Almost happy, she walks along the little beach, following the stream to where it turns a corner. And she turns the corner and sees the water flowing unexpectedly into a deep, sea-green pool. She stares at the pool. A streamlet trying to be a river again! So even Nature could have a memory – could it? – just as she has a memory, of what she thought she was meant to become and where. For this is how it feels to her, that the stream longed for the pool. It was embarrassed by being a rill, a runnel. It might even have been sad, sorrowful, as she is, ‘heavy of heart’, as Maman calls it. But now that it’s merged with the great, deep pool, it knows that it’s come home.
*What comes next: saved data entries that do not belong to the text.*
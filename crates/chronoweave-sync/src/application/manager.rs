//! The Synchronization Manager.
//!
//! One turn runs strictly in this order:
//!
//! 1. Consequence: mature due chains, narrate them, schedule the action's
//!    chain.
//! 2. Relationship: form webs and tensions, fold in the relationship events
//!    from step 1, apply jealousy, resolve what the action resolves.
//! 3. Temporal: arm the loop (capturing the checkpoint), record memories,
//!    restore stability, then ask the loop predicate.
//! 4. Validation.
//!
//! Every step works on a clone of the caller's World Model. A `HardError`
//! at any step discards the clone and hands back the original.

use std::sync::{Arc, Mutex, PoisonError};
use std::time::Duration;

use chronoweave_consequence::application::chain_handlers::{
    create_chain, mature_chains, narrate_maturation,
};
use chronoweave_core::clock::Clock;
use chronoweave_core::config::SimulationConfig;
use chronoweave_core::diagnostics::{ErrorReport, Warning};
use chronoweave_core::error::HardError;
use chronoweave_core::event::{TurnEvent, TurnEventKind, TurnJournal};
use chronoweave_core::generation::{ContentGenerator, Generated, OfflineGenerator};
use chronoweave_core::rng::DeterministicRng;
use chronoweave_core::roster::{InMemoryRoster, Roster};
use chronoweave_core::world::{LoopCheckpoint, TurnId, WorldModel};
use chronoweave_relationship::application::tension_handlers::{
    create_tension, resolve_tension, trigger_jealousy,
};
use chronoweave_relationship::application::web_handlers::{
    apply_relationship_events, create_web, resolve_web,
};
use chronoweave_temporal::application::loop_handlers::{
    initialize_loop, record_memory, restore_stability, trigger_loop,
};
use serde::{Deserialize, Serialize};
use tracing::{info, instrument, warn};
use uuid::Uuid;

use crate::domain::action::PlayerAction;
use crate::domain::trigger::{LoopTrigger, NeverLoop};
use crate::domain::validation::{Rosters, validate_consistency};

/// Generated prose for the caller to surface.
#[derive(Debug, Clone, PartialEq, Eq, Serialize, Deserialize)]
pub struct NarrativeHook {
    /// Output shape the text was requested as.
    pub shape: String,
    /// The text.
    pub text: String,
    /// Whether deterministic fallback text was used.
    pub fell_back: bool,
}

impl From<&Generated> for NarrativeHook {
    fn from(generated: &Generated) -> Self {
        Self {
            shape: generated.shape.to_owned(),
            text: generated.text.clone(),
            fell_back: generated.fell_back(),
        }
    }
}

/// The outcome of a turn or a validation pass.
#[derive(Debug, Clone, PartialEq, Serialize, Deserialize)]
pub struct SyncResult {
    /// The advanced World Model, or the input unchanged when `errors` is
    /// non-empty.
    pub world: WorldModel,
    /// Recoverable problems.
    pub warnings: Vec<Warning>,
    /// The error that rejected the turn, if any.
    pub errors: Vec<ErrorReport>,
    /// Journal of every state change, in order.
    pub events: Vec<TurnEvent>,
    /// Prose for the caller to surface.
    pub narrative_hooks: Vec<NarrativeHook>,
    /// Turn play resumes on after a loop.
    pub resume_turn: Option<TurnId>,
}

impl SyncResult {
    /// Returns `true` if the turn was rejected.
    #[must_use]
    pub fn is_rejected(&self) -> bool {
        !self.errors.is_empty()
    }

    fn rejected(world: WorldModel, err: &HardError) -> Self {
        Self {
            world,
            warnings: Vec::new(),
            errors: vec![ErrorReport::from(err)],
            events: Vec::new(),
            narrative_hooks: Vec::new(),
            resume_turn: None,
        }
    }
}

/// Everything a successful pipeline run produced besides the world.
#[derive(Default)]
struct TurnOutput {
    warnings: Vec<Warning>,
    narrative_hooks: Vec<NarrativeHook>,
    resume_turn: Option<TurnId>,
}

impl TurnOutput {
    fn surface(&mut self, generated: &Generated) {
        self.narrative_hooks.push(NarrativeHook::from(generated));
        if let Some(warning) = generated.warning() {
            self.warnings.push(warning);
        }
    }
}

/// Runs turns through every engine.
pub struct SynchronizationManager {
    config: SimulationConfig,
    generator: Arc<dyn ContentGenerator>,
    npc_roster: Arc<dyn Roster>,
    thread_roster: Arc<dyn Roster>,
    loop_trigger: Arc<dyn LoopTrigger>,
    rng: Arc<Mutex<dyn DeterministicRng + Send>>,
    clock: Arc<dyn Clock>,
}

impl SynchronizationManager {
    /// Creates a manager with an offline generator, empty rosters and a
    /// predicate that never loops.
    #[must_use]
    pub fn new(
        config: SimulationConfig,
        rng: Arc<Mutex<dyn DeterministicRng + Send>>,
        clock: Arc<dyn Clock>,
    ) -> Self {
        Self {
            config,
            generator: Arc::new(OfflineGenerator),
            npc_roster: Arc::new(InMemoryRoster::new()),
            thread_roster: Arc::new(InMemoryRoster::new()),
            loop_trigger: Arc::new(NeverLoop),
            rng,
            clock,
        }
    }

    /// Sets the content generator.
    #[must_use]
    pub fn with_generator(mut self, generator: Arc<dyn ContentGenerator>) -> Self {
        self.generator = generator;
        self
    }

    /// Sets the NPC and thread rosters references are checked against.
    #[must_use]
    pub fn with_rosters(mut self, npcs: Arc<dyn Roster>, threads: Arc<dyn Roster>) -> Self {
        self.npc_roster = npcs;
        self.thread_roster = threads;
        self
    }

    /// Sets the loop predicate.
    #[must_use]
    pub fn with_loop_trigger(mut self, loop_trigger: Arc<dyn LoopTrigger>) -> Self {
        self.loop_trigger = loop_trigger;
        self
    }

    /// The configuration in use.
    #[must_use]
    pub fn config(&self) -> &SimulationConfig {
        &self.config
    }

    fn generation_timeout(&self) -> Duration {
        Duration::from_millis(self.config.generation.timeout_ms)
    }

    fn rosters(&self) -> Rosters<'_> {
        Rosters {
            npcs: self.npc_roster.as_ref(),
            threads: self.thread_roster.as_ref(),
        }
    }

    /// Applies `action` to `world` for `current_turn`.
    ///
    /// Never fails: a rejected turn comes back with the input World Model
    /// and one error report.
    #[instrument(skip(self, action, world), fields(turn = current_turn))]
    pub async fn process_turn(
        &self,
        action: &PlayerAction,
        world: WorldModel,
        current_turn: TurnId,
    ) -> SyncResult {
        let mut journal = TurnJournal::new(current_turn, Uuid::new_v4(), self.clock.as_ref());
        let mut working = world.clone();

        match self
            .run_pipeline(action, &mut working, current_turn, &mut journal)
            .await
        {
            Ok(output) => {
                info!(
                    events = journal.events().len(),
                    warnings = output.warnings.len(),
                    looped = output.resume_turn.is_some(),
                    "turn processed"
                );
                SyncResult {
                    world: working,
                    warnings: output.warnings,
                    errors: Vec::new(),
                    events: journal.into_events(),
                    narrative_hooks: output.narrative_hooks,
                    resume_turn: output.resume_turn,
                }
            }
            Err(err) => {
                warn!(code = err.code(), error = %err, "turn rejected");
                SyncResult::rejected(world, &err)
            }
        }
    }

    async fn run_pipeline(
        &self,
        action: &PlayerAction,
        world: &mut WorldModel,
        current_turn: TurnId,
        journal: &mut TurnJournal,
    ) -> Result<TurnOutput, HardError> {
        let mut output = TurnOutput::default();
        let timeout = self.generation_timeout();

        // Consequence
        let report = {
            let mut rng = self.rng.lock().unwrap_or_else(PoisonError::into_inner);
            mature_chains(
                current_turn,
                world,
                &mut *rng,
                &self.config.consequence,
                journal,
            )
        };
        for narration in narrate_maturation(
            &report,
            self.thread_roster.as_ref(),
            self.generator.as_ref(),
            timeout,
        )
        .await
        {
            output.surface(&narration);
        }
        if let Some(choice) = &action.choice {
            create_chain(
                &choice.description,
                choice,
                world,
                current_turn,
                &self.config.consequence,
                journal,
            );
        }

        // Relationship
        for request in &action.form_webs {
            create_web(
                &request.group_name,
                request.member_ids.clone(),
                request.dynamics_type,
                world,
                journal,
            )?;
        }
        for request in &action.new_tensions {
            create_tension(
                request.tension_type,
                request.involved_actor_ids.clone(),
                request.player_involved,
                request.initial_level,
                world,
                journal,
            )?;
        }
        apply_relationship_events(&report.relationship_events, world, journal);
        for request in &action.jealousy_triggers {
            let outcome = trigger_jealousy(
                request.jealous_actor_id,
                request.target_actor_id,
                &request.description,
                world,
                self.generator.as_ref(),
                &self.config.relationship,
                timeout,
                journal,
            )
            .await?;
            if let Some(hook) = &outcome.narrative_hook {
                output.surface(hook);
            }
        }
        for &web_id in &action.resolve_webs {
            resolve_web(web_id, world, journal)?;
        }
        for &tension_id in &action.resolve_tensions {
            resolve_tension(tension_id, world, journal)?;
        }

        // Temporal
        if let Some(trigger) = &action.activate_loop {
            initialize_loop(trigger, world, journal)?;
            world.loop_checkpoint = Some(LoopCheckpoint::capture(world, current_turn));
            journal.record(TurnEventKind::CheckpointCaptured {
                turn_id: current_turn,
            });
        }
        for memory in &action.memories {
            record_memory(
                memory.memory_type,
                &memory.content,
                memory.retention_strength,
                world,
                journal,
            );
        }
        if let Some(amount) = action.stability_restoration {
            restore_stability(amount, world, journal)?;
        }
        if let Some(reason) = self.loop_trigger.should_loop(action, world) {
            if world.loop_mechanics_active() {
                let checkpoint = world.loop_checkpoint.clone();
                if checkpoint.is_none() {
                    warn!("loop fired without a checkpoint; keeping current state");
                    output.warnings.push(Warning::MissingCheckpoint);
                }
                let outcome = trigger_loop(
                    &reason,
                    world,
                    checkpoint,
                    action.preserve_memories,
                    self.generator.as_ref(),
                    &self.config.temporal,
                    timeout,
                    journal,
                )
                .await?;
                output.surface(&outcome.manifestation);
                output.resume_turn = outcome.resume_turn;
            } else {
                warn!(%reason, "loop predicate fired while loop mechanics are dormant");
                output.warnings.push(Warning::LoopTriggerIgnored { reason });
            }
        }

        // Validation
        output
            .warnings
            .extend(validate_consistency(world, self.rosters(), self.config.consequence.max_chain_depth)?);
        Ok(output)
    }

    /// Validates and repairs `world` without applying any action.
    ///
    /// # Errors
    ///
    /// Returns `HardError::InvalidComposition` for an impossible love
    /// triangle. The world is unchanged on error.
    pub fn validate_consistency(&self, world: &mut WorldModel) -> Result<Vec<Warning>, HardError> {
        validate_consistency(world, self.rosters(), self.config.consequence.max_chain_depth)
    }

    /// A validation-only pass. Idempotent: a second pass over its output
    /// returns the same World Model and no additional warnings.
    #[must_use]
    pub fn synchronize_all_systems(&self, world: WorldModel) -> SyncResult {
        let mut working = world.clone();
        match self.validate_consistency(&mut working) {
            Ok(warnings) => SyncResult {
                world: working,
                warnings,
                errors: Vec::new(),
                events: Vec::new(),
                narrative_hooks: Vec::new(),
                resume_turn: None,
            },
            Err(err) => {
                warn!(code = err.code(), error = %err, "synchronization rejected");
                SyncResult::rejected(world, &err)
            }
        }
    }
}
For a long time, Mélodie stands still, observing. Then, she’s overtaken by a desire to bathe her itchy, sunburnt body in the water. She looks behind her, half expecting the
teacher to appear through the curtain of saplings. But no one comes.
Shoes. Jeans. T-shirt. She casts everything away except a little pair of red-and-white knickers, bought at Monoprix in the Champs Elysées. Then she begins to climb the first of the rocks that separate her from the pool. Agile now, she goes from boulder to boulder, towards the highest of them, which stands in mid-stream, and she remembers her instructor at her swimming club saying to the other children: ‘Watch Mélodie. This is how I want you all to be when you dive: like a bird, graceful and light.’
So she’s going to dive now. She’s positioning her bare feet on the edge of the white boulder. She’s a moment from a neatly executed dive, a moment from the drenching, reviving cold of the pool, when . . . at the very corner of her vision, she sees something which shouldn’t be there. At first look, she doesn’t recognise what it is. She has to look again. She has to stare.